(Stored data)
================
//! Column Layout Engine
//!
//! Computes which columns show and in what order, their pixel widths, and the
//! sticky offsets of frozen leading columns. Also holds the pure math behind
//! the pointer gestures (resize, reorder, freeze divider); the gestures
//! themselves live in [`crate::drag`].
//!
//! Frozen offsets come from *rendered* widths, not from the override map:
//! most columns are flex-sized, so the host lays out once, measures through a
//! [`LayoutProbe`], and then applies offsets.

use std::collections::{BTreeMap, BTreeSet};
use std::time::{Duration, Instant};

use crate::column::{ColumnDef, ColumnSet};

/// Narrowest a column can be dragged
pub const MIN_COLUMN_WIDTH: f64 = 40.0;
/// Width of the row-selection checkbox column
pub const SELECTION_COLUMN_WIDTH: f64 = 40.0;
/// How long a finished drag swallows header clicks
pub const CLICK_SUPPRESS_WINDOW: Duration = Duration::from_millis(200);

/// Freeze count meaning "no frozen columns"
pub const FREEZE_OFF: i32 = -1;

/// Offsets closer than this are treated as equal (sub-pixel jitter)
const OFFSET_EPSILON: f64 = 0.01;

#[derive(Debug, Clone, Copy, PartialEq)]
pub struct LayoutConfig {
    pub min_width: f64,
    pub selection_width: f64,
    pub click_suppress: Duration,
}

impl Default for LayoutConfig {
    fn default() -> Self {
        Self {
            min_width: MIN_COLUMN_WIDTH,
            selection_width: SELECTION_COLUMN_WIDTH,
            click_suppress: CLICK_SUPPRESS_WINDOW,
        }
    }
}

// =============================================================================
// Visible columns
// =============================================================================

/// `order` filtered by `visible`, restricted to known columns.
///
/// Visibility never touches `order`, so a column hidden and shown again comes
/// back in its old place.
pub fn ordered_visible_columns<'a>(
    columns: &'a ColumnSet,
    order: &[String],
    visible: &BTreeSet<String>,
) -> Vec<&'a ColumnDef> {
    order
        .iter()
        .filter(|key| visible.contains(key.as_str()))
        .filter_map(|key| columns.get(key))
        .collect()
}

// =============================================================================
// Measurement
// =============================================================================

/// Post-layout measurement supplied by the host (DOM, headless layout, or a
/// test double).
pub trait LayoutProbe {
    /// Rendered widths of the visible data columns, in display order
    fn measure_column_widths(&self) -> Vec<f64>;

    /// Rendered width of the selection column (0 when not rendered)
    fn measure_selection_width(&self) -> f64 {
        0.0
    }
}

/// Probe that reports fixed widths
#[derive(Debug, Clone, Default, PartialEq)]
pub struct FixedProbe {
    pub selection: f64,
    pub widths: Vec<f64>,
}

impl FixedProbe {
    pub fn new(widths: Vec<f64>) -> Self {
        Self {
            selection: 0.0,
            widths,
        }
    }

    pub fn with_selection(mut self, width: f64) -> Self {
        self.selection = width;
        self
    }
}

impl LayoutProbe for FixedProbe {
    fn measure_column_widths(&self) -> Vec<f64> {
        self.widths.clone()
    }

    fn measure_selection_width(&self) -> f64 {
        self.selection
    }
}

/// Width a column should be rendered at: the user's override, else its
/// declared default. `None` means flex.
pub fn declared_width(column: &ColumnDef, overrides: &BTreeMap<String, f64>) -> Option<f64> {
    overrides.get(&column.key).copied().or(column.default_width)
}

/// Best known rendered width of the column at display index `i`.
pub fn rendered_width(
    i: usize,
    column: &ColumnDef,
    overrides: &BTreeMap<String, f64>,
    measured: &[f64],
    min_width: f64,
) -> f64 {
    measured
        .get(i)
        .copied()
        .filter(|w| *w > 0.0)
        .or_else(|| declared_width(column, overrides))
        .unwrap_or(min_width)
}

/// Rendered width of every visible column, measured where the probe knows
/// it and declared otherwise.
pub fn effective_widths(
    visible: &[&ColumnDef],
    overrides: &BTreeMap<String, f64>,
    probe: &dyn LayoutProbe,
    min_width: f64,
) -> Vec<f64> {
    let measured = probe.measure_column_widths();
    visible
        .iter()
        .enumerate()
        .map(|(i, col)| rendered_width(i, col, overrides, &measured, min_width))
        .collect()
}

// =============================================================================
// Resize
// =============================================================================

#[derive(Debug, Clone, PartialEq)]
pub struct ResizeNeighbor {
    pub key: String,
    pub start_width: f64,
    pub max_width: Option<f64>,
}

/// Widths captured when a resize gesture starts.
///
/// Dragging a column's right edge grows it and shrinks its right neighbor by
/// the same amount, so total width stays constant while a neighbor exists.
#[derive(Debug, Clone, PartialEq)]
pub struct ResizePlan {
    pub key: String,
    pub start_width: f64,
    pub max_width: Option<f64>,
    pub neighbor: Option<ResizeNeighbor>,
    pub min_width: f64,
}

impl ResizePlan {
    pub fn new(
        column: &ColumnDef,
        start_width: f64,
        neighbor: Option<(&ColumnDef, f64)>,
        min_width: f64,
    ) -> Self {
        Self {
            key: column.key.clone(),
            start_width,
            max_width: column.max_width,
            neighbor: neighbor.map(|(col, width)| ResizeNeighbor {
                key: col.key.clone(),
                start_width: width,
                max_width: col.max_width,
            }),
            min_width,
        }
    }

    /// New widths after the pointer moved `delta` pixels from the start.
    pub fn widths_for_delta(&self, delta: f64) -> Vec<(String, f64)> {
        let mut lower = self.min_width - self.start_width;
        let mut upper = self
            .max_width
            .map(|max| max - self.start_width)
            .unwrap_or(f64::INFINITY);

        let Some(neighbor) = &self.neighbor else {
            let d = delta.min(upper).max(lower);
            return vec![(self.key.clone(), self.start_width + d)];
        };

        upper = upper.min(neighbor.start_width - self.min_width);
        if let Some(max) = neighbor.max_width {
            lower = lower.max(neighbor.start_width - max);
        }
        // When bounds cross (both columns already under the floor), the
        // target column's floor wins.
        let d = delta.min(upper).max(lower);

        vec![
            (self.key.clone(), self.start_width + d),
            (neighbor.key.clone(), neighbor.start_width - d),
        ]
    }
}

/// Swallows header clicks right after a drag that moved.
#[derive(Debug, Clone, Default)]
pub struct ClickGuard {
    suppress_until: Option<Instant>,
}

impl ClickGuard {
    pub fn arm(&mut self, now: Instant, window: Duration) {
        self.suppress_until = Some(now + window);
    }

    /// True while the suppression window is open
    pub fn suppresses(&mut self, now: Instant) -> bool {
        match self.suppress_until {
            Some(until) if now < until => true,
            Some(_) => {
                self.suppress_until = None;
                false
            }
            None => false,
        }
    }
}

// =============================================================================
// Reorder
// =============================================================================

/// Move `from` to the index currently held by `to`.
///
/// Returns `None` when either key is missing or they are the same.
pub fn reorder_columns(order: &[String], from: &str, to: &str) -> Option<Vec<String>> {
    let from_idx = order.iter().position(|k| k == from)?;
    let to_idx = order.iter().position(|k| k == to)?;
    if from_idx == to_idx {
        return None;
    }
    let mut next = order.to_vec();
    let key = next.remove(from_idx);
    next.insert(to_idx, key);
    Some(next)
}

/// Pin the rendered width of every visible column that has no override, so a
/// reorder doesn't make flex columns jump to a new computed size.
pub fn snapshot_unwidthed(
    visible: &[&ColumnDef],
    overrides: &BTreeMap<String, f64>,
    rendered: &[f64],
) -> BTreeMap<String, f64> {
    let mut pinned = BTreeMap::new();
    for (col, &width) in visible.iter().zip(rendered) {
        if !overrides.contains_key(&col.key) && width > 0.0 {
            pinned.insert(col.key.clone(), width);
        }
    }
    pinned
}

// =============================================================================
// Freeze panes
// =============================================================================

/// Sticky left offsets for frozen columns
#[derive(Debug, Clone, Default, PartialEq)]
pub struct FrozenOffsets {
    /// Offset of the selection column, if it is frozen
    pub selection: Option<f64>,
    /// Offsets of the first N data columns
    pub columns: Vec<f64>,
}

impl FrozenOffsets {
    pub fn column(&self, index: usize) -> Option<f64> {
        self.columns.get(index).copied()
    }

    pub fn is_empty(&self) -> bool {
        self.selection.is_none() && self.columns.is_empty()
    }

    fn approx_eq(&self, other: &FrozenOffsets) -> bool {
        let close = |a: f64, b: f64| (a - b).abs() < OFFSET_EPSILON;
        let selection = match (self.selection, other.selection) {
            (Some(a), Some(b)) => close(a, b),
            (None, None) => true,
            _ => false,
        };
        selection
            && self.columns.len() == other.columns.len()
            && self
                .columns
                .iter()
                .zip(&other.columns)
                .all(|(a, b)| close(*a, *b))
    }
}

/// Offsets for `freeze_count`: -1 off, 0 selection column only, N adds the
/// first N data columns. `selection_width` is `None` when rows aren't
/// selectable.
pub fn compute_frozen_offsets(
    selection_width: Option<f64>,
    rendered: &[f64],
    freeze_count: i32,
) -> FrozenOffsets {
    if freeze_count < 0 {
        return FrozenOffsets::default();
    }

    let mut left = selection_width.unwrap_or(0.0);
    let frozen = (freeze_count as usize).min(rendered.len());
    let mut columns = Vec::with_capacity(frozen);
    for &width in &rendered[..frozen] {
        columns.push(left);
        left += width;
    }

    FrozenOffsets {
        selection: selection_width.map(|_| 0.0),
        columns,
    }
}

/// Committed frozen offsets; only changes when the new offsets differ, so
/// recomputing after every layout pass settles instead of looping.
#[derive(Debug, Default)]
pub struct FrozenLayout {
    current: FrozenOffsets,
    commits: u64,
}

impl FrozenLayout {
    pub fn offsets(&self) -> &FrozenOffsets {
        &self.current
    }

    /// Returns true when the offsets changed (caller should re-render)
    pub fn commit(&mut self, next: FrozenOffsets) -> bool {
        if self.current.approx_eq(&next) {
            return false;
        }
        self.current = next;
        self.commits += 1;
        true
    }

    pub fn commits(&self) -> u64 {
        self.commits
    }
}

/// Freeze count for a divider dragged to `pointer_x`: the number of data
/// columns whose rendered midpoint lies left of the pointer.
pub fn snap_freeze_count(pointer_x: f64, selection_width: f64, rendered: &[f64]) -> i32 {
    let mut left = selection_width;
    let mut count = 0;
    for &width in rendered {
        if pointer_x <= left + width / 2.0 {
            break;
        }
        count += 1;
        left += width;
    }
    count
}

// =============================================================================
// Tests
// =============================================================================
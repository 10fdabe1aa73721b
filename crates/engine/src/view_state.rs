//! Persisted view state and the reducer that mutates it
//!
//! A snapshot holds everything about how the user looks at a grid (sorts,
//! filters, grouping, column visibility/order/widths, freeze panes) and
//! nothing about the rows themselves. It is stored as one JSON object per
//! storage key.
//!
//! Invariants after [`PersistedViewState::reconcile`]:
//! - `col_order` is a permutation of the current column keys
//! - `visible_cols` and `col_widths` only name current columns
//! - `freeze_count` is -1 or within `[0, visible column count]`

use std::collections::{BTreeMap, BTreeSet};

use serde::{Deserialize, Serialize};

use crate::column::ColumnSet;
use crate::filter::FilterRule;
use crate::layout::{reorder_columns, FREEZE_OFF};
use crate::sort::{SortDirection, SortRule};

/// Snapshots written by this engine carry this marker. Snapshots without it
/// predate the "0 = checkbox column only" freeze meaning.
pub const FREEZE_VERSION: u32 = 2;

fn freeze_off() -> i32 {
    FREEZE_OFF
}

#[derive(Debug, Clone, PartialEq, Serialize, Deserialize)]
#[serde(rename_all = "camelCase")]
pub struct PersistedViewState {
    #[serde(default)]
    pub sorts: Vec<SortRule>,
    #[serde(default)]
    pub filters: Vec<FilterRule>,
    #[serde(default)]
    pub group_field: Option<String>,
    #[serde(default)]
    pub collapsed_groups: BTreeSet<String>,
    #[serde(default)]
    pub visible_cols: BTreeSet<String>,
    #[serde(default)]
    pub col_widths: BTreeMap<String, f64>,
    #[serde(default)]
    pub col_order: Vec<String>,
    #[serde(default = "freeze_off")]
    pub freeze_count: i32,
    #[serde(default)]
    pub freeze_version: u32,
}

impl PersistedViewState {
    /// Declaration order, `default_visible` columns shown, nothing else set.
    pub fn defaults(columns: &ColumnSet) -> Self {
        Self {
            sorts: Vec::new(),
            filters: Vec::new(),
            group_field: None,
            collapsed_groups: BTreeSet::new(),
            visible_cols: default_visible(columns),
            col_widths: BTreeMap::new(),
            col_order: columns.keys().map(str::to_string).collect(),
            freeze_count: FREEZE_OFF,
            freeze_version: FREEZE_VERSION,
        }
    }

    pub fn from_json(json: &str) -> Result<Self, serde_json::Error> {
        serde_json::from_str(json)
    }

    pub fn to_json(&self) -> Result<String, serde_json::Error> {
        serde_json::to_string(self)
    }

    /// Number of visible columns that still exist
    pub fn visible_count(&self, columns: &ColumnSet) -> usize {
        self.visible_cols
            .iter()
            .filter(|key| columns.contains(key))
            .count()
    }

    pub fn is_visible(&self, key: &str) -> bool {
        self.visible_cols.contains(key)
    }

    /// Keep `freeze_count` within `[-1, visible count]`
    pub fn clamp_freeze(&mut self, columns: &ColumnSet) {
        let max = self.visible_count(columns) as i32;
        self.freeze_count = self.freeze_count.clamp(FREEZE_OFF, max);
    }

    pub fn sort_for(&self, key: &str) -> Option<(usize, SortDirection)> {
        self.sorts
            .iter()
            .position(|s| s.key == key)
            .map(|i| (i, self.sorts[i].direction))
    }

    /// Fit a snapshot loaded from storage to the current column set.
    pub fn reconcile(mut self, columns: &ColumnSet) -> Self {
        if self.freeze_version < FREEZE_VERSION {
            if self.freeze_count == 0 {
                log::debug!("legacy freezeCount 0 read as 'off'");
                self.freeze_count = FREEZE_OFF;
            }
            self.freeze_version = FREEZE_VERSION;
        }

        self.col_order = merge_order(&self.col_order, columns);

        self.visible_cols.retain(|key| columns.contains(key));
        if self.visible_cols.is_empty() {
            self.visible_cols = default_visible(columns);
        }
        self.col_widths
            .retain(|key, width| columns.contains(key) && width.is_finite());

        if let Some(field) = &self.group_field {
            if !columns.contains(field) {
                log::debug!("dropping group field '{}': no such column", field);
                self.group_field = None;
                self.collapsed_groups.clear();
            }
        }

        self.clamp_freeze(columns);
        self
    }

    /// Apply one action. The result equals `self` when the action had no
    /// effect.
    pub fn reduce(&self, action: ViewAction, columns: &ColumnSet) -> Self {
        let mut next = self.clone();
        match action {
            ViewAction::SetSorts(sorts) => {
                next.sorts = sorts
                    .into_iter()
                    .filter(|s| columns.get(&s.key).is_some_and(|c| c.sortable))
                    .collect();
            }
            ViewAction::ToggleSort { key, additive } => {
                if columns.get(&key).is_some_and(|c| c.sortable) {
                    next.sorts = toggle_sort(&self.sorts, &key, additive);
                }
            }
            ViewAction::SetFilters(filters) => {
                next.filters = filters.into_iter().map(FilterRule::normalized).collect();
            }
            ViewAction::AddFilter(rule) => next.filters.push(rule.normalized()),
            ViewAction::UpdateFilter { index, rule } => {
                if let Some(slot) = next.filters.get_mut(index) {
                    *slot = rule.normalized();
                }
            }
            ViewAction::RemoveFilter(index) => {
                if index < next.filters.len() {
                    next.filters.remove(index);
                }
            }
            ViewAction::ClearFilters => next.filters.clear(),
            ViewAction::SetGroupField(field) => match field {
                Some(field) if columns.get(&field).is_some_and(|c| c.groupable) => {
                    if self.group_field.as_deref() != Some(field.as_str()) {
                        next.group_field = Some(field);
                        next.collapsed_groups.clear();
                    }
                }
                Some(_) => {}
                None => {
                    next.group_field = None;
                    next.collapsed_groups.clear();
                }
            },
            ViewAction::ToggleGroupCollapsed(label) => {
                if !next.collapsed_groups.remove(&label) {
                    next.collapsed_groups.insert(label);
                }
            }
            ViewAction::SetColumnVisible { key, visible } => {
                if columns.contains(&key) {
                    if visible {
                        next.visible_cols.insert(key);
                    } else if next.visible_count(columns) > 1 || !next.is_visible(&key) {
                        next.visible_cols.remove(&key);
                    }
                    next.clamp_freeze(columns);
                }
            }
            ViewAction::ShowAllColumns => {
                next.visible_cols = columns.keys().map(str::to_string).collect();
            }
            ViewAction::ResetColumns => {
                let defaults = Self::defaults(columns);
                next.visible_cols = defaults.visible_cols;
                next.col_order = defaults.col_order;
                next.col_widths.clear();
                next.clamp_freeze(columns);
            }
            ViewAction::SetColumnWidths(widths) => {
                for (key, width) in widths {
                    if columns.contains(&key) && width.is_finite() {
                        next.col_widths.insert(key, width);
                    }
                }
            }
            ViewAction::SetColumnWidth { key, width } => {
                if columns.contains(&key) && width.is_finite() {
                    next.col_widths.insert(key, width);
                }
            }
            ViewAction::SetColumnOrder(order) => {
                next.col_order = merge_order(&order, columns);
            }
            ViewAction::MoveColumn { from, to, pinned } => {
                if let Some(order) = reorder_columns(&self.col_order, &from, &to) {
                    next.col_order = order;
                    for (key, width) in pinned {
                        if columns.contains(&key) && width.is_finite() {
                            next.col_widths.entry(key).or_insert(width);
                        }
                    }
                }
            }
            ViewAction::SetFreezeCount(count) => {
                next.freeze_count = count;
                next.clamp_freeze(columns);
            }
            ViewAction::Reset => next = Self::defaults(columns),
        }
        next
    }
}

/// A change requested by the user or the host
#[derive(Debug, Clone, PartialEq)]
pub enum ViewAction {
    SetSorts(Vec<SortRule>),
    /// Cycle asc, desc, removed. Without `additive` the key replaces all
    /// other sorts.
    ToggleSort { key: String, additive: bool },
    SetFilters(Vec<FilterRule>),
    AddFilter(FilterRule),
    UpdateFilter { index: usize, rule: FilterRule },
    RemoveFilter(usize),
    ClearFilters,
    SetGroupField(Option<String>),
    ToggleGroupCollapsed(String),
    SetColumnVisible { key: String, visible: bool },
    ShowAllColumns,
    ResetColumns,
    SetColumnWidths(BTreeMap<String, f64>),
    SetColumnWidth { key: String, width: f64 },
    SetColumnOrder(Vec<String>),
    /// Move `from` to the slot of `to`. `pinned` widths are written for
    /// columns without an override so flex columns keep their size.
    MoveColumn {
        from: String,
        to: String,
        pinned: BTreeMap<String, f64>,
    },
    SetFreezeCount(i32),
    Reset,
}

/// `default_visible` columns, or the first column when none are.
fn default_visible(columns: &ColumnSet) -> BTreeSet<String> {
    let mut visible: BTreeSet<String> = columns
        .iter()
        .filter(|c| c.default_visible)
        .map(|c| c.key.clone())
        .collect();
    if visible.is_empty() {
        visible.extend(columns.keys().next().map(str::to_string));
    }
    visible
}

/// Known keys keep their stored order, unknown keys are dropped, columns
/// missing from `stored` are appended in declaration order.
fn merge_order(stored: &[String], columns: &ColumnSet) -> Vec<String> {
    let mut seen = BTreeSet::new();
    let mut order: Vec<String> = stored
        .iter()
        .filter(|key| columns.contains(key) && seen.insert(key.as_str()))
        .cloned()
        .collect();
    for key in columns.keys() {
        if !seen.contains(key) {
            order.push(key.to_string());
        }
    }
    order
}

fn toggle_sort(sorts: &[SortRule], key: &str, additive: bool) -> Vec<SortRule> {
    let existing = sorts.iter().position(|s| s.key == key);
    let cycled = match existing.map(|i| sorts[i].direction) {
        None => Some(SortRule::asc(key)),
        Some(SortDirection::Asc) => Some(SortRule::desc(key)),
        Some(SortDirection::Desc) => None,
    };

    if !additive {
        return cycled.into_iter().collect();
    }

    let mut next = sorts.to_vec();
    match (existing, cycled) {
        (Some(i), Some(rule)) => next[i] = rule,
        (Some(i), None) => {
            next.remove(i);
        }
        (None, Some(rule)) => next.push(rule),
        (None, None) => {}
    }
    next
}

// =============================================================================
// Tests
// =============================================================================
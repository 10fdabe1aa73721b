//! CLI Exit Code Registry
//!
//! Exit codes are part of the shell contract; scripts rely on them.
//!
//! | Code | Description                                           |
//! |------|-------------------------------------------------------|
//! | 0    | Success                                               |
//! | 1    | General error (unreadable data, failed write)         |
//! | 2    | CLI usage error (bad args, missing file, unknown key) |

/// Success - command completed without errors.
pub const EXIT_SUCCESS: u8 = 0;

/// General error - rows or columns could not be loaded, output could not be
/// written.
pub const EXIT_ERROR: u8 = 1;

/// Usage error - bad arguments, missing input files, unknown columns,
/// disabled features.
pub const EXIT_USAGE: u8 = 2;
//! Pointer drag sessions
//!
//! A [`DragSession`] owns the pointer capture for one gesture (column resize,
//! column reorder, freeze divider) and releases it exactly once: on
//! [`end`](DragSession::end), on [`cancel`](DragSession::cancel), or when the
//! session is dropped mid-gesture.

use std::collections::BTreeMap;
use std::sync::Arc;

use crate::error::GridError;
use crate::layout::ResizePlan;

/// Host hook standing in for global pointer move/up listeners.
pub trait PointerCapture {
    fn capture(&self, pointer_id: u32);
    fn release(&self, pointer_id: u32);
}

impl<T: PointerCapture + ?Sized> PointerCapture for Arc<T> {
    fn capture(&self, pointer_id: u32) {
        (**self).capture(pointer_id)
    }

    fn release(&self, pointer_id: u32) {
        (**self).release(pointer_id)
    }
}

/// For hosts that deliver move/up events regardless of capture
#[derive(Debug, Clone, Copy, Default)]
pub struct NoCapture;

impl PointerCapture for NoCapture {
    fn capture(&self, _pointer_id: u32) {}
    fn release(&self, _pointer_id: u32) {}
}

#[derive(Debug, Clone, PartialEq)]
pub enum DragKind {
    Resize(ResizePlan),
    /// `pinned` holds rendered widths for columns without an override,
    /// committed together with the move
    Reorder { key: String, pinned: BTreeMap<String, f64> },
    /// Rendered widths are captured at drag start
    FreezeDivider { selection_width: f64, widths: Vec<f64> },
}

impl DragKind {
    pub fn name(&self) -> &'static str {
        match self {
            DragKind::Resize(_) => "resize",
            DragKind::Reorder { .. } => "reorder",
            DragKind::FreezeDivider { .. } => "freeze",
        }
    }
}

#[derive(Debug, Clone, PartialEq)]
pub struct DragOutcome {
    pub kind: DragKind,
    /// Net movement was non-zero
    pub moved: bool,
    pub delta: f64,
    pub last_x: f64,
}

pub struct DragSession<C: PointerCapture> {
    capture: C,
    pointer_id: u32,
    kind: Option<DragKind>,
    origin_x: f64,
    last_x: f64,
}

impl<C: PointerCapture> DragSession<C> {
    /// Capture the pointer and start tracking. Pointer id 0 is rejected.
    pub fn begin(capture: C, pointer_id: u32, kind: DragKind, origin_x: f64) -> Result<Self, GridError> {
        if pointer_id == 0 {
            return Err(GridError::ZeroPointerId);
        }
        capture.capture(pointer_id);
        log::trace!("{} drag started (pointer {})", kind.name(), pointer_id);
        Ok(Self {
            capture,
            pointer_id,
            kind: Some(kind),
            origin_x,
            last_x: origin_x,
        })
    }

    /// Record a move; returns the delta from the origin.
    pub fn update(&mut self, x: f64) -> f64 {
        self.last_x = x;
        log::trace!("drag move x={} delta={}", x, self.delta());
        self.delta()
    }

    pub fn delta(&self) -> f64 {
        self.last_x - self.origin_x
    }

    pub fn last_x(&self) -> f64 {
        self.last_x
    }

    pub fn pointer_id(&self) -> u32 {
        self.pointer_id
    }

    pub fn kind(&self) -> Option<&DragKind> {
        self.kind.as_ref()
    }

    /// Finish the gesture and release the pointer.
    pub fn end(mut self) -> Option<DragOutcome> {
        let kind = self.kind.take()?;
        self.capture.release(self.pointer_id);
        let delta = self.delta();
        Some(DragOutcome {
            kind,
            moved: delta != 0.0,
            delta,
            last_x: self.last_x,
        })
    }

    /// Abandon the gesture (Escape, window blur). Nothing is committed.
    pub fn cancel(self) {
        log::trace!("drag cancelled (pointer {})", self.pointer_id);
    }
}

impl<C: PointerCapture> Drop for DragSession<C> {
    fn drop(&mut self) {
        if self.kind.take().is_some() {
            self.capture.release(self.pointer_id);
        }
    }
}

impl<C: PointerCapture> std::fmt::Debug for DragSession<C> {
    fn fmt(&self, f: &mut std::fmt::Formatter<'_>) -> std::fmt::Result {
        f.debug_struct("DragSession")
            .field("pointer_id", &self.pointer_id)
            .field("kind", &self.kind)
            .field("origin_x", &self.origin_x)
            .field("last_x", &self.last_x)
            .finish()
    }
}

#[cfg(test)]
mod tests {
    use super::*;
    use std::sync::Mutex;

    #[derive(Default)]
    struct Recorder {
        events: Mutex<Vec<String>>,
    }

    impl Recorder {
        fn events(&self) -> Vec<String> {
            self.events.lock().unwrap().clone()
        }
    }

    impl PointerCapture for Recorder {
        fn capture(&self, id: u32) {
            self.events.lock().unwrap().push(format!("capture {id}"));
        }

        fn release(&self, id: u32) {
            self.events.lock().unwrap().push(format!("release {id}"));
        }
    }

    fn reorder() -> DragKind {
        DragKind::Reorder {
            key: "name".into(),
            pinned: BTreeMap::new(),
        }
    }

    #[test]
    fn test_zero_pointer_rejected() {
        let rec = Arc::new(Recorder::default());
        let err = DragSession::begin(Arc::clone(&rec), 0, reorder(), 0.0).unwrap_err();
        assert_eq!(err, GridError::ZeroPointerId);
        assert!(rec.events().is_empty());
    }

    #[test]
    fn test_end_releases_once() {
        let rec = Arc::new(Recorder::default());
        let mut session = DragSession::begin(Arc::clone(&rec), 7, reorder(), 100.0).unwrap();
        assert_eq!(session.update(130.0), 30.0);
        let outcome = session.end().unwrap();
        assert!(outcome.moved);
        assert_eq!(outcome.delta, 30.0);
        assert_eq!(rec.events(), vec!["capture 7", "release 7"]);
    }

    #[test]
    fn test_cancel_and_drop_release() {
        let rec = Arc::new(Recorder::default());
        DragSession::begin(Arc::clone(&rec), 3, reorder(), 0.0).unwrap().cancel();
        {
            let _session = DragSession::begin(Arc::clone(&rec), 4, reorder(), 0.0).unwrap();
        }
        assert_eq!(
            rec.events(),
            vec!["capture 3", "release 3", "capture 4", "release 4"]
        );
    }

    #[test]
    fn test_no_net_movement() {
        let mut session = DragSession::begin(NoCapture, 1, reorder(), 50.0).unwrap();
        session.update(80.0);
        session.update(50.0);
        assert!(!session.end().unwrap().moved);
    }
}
================
**Requirement:**
In how many lines of the data does the string "LayoutProbe" occur? Answer with the number and nothing else.

**Output of the task:**
4